Assignment
This exercise calls for an exact copy of the data below.

Dataset entries:
'''

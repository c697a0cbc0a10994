use super::Expectation;
use crate::model::RuleSpec;
use armorcheck_types::ids;

const CHECK: &str = ids::CHECK_RULE_REDIRECT;
const CODE: &str = ids::CODE_FIELD_MISMATCH;

pub fn expectations(spec: &RuleSpec, out: &mut Vec<Expectation>) {
    let Some(redirect) = &spec.redirect else {
        return;
    };

    if let Some(kind) = &redirect.redirect_type {
        out.push(Expectation::text(CHECK, CODE, "redirectOptions.type", kind));
    }
    if let Some(target) = &redirect.target {
        out.push(Expectation::text(
            CHECK,
            CODE,
            "redirectOptions.target",
            target,
        ));
    }
}
//! Stable DTOs and IDs used across the armorcheck workspace.
//!
//! This crate is intentionally boring:
//! - data types for the emitted receipt/report
//! - stable string IDs and codes
//! - canonical dotted field paths into describe documents
//! - explain registry for remediation guidance

#![forbid(unsafe_code)]

pub mod explain;
pub mod field;
pub mod ids;
pub mod receipt;

pub use explain::{lookup_explanation, ExamplePair, Explanation};
pub use field::FieldPath;
pub use receipt::{
    ArmorcheckData, ArmorcheckReport, Finding, Location, ReportEnvelope, Severity, ToolMeta,
    Verdict, SCHEMA_REPORT_V1,
};
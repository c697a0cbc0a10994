//! Read access to describe output.
//!
//! Reads never fail: a missing key reads as the empty/zero value, so a malformed
//! document shows up as field mismatches instead of a separate error class.

use armorcheck_types::FieldPath;
use serde_json::Value;

/// One described resource (a policy or a single rule).
#[derive(Clone, Debug, PartialEq)]
pub struct ObservedDoc(Value);

impl ObservedDoc {
    pub fn new(value: Value) -> Self {
        Self(value)
    }

    /// Resolve a dotted path. Numeric segments index into arrays.
    pub fn get(&self, path: &FieldPath) -> Option<&Value> {
        let mut cur = &self.0;
        for seg in path.segments() {
            cur = match cur {
                Value::Object(map) => map.get(seg)?,
                Value::Array(items) => items.get(seg.parse::<usize>().ok()?)?,
                _ => return None,
            };
        }
        Some(cur)
    }

    /// String view: numbers keep their literal text, booleans become
    /// `true`/`false`, null and missing become `""`.
    pub fn text(&self, path: &FieldPath) -> String {
        self.get(path).map(value_text).unwrap_or_default()
    }

    /// Boolean view: parseable boolean strings and non-zero numbers are true.
    pub fn flag(&self, path: &FieldPath) -> bool {
        match self.get(path) {
            Some(Value::Bool(b)) => *b,
            Some(Value::String(s)) => {
                matches!(s.as_str(), "1" | "t" | "T" | "true" | "TRUE" | "True")
            }
            Some(Value::Number(n)) => n.as_f64().is_some_and(|f| f != 0.0),
            _ => false,
        }
    }

    /// Sequence view: arrays yield their elements, missing yields nothing,
    /// a scalar yields itself.
    pub fn sequence(&self, path: &FieldPath) -> Vec<String> {
        match self.get(path) {
            Some(Value::Array(items)) => items.iter().map(value_text).collect(),
            None | Some(Value::Null) => Vec::new(),
            Some(other) => vec![value_text(other)],
        }
    }
}

fn value_text(v: &Value) -> String {
    match v {
        Value::Null => String::new(),
        Value::String(s) => s.clone(),
        Value::Bool(b) => b.to_string(),
        Value::Number(n) => n.to_string(),
        other => other.to_string(),
    }
}

/// Split a describe result into documents: an array yields one document per
/// element, anything else is a single document.
pub fn documents(value: Value) -> Vec<ObservedDoc> {
    match value {
        Value::Array(items) => items.into_iter().map(ObservedDoc::new).collect(),
        other => vec![ObservedDoc::new(other)],
    }
}
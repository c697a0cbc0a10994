use armorcheck_domain::model::Target;
use armorcheck_domain::{Describe, DescribeError};
use camino::Utf8PathBuf;
use serde_json::Value;
use tracing::debug;

/// Recorded describe output on disk:
///
/// ```text
/// <root>/policy.json
/// <root>/rules/<priority>.json
/// ```
///
/// The target coordinates are not part of the layout; one directory holds one policy.
#[derive(Clone, Debug)]
pub struct FixtureDescriber {
    root: Utf8PathBuf,
}

impl FixtureDescriber {
    pub fn new(root: impl Into<Utf8PathBuf>) -> Self {
        Self { root: root.into() }
    }

    fn load(&self, path: Utf8PathBuf, resource: String) -> Result<Value, DescribeError> {
        debug!(%path, "reading recorded describe output for {resource}");

        let text = match std::fs::read_to_string(&path) {
            Ok(text) => text,
            Err(e) if e.kind() == std::io::ErrorKind::NotFound => {
                return Err(DescribeError::NotFound { resource });
            }
            Err(source) => {
                return Err(DescribeError::Io {
                    path: path.to_string(),
                    source,
                });
            }
        };

        serde_json::from_str(&text).map_err(|source| DescribeError::InvalidJson { resource, source })
    }
}

impl Describe for FixtureDescriber {
    fn describe_policy(&self, target: &Target) -> Result<Value, DescribeError> {
        self.load(self.root.join("policy.json"), target.resource())
    }

    fn describe_rule(&self, target: &Target, priority: u32) -> Result<Value, DescribeError> {
        self.load(
            self.root.join("rules").join(format!("{priority}.json")),
            target.rule_resource(priority),
        )
    }
}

'''

Solution
repository c697a0cbc0a10994
use super::Expectation;
use crate::model::RuleSpec;
use armorcheck_types::ids;

const CHECK: &str = ids::CHECK_RULE_REDIRECT;
const CODE: &str = ids::CODE_FIELD_MISMATCH;

pub fn expectations(spec: &RuleSpec, out: &mut Vec<Expectation>) {
    let Some(redirect) = &spec.redirect else {
        return;
    };

    if let Some(kind) = &redirect.redirect_type {
        out.push(Expectation::text(CHECK, CODE, "redirectOptions.type", kind));
    }
    if let Some(target) = &redirect.target {
        out.push(Expectation::text(
            CHECK,
            CODE,
            "redirectOptions.target",
            target,
        ));
    }
}
//! Stable DTOs and IDs used across the armorcheck workspace.
//!
//! This crate is intentionally boring:
//! - data types for the emitted receipt/report
//! - stable string IDs and codes
//! - canonical dotted field paths into describe documents
//! - explain registry for remediation guidance

#![forbid(unsafe_code)]

pub mod explain;
pub mod field;
pub mod ids;
pub mod receipt;

pub use explain::{lookup_explanation, ExamplePair, Explanation};
pub use field::FieldPath;
pub use receipt::{
    ArmorcheckData, ArmorcheckReport, Finding, Location, ReportEnvelope, Severity, ToolMeta,
    Verdict, SCHEMA_REPORT_V1,
};
repository c697a0cbc0a10994
//! Read access to describe output.
//!
//! Reads never fail: a missing key reads as the empty/zero value, so a malformed
//! document shows up as field mismatches instead of a separate error class.

use armorcheck_types::FieldPath;
use serde_json::Value;

/// One described resource (a policy or a single rule).
#[derive(Clone, Debug, PartialEq)]
pub struct ObservedDoc(Value);

impl ObservedDoc {
    pub fn new(value: Value) -> Self {
        Self(value)
    }

    /// Resolve a dotted path. Numeric segments index into arrays.
    pub fn get(&self, path: &FieldPath) -> Option<&Value> {
        let mut cur = &self.0;
        for seg in path.segments() {
            cur = match cur {
                Value::Object(map) => map.get(seg)?,
                Value::Array(items) => items.get(seg.parse::<usize>().ok()?)?,
                _ => return None,
            };
        }
        Some(cur)
    }

    /// String view: numbers keep their literal text, booleans become
    /// `true`/`false`, null and missing become `""`.
    pub fn text(&self, path: &FieldPath) -> String {
        self.get(path).map(value_text).unwrap_or_default()
    }

    /// Boolean view: parseable boolean strings and non-zero numbers are true.
    pub fn flag(&self, path: &FieldPath) -> bool {
        match self.get(path) {
            Some(Value::Bool(b)) => *b,
            Some(Value::String(s)) => {
                matches!(s.as_str(), "1" | "t" | "T" | "true" | "TRUE" | "True")
            }
            Some(Value::Number(n)) => n.as_f64().is_some_and(|f| f != 0.0),
            _ => false,
        }
    }

    /// Sequence view: arrays yield their elements, missing yields nothing,
    /// a scalar yields itself.
    pub fn sequence(&self, path: &FieldPath) -> Vec<String> {
        match self.get(path) {
            Some(Value::Array(items)) => items.iter().map(value_text).collect(),
            None | Some(Value::Null) => Vec::new(),
            Some(other) => vec![value_text(other)],
        }
    }
}

fn value_text(v: &Value) -> String {
    match v {
        Value::Null => String::new(),
        Value::String(s) => s.clone(),
        Value::Bool(b) => b.to_string(),
        Value::Number(n) => n.to_string(),
        other => other.to_string(),
    }
}

/// Split a describe result into documents: an array yields one document per
/// element, anything else is a single document.
pub fn documents(value: Value) -> Vec<ObservedDoc> {
    match value {
        Value::Array(items) => items.into_iter().map(ObservedDoc::new).collect(),
        other => vec![ObservedDoc::new(other)],
    }
}
repository c697a0cbc0a10994
use armorcheck_domain::model::Target;
use armorcheck_domain::{Describe, DescribeError};
use camino::Utf8PathBuf;
use serde_json::Value;
use tracing::debug;

/// Recorded describe output on disk:
///
/// ```text
/// <root>/policy.json
/// <root>/rules/<priority>.json
/// ```
///
/// The target coordinates are not part of the layout; one directory holds one policy.
#[derive(Clone, Debug)]
pub struct FixtureDescriber {
    root: Utf8PathBuf,
}

impl FixtureDescriber {
    pub fn new(root: impl Into<Utf8PathBuf>) -> Self {
        Self { root: root.into() }
    }

    fn load(&self, path: Utf8PathBuf, resource: String) -> Result<Value, DescribeError> {
        debug!(%path, "reading recorded describe output for {resource}");

        let text = match std::fs::read_to_string(&path) {
            Ok(text) => text,
            Err(e) if e.kind() == std::io::ErrorKind::NotFound => {
                return Err(DescribeError::NotFound { resource });
            }
            Err(source) => {
                return Err(DescribeError::Io {
                    path: path.to_string(),
                    source,
                });
            }
        };

        serde_json::from_str(&text).map_err(|source| DescribeError::InvalidJson { resource, source })
    }
}

impl Describe for FixtureDescriber {
    fn describe_policy(&self, target: &Target) -> Result<Value, DescribeError> {
        self.load(self.root.join("policy.json"), target.resource())
    }

    fn describe_rule(&self, target: &Target, priority: u32) -> Result<Value, DescribeError> {
        self.load(
            self.root.join("rules").join(format!("{priority}.json")),
            target.rule_resource(priority),
        )
    }
}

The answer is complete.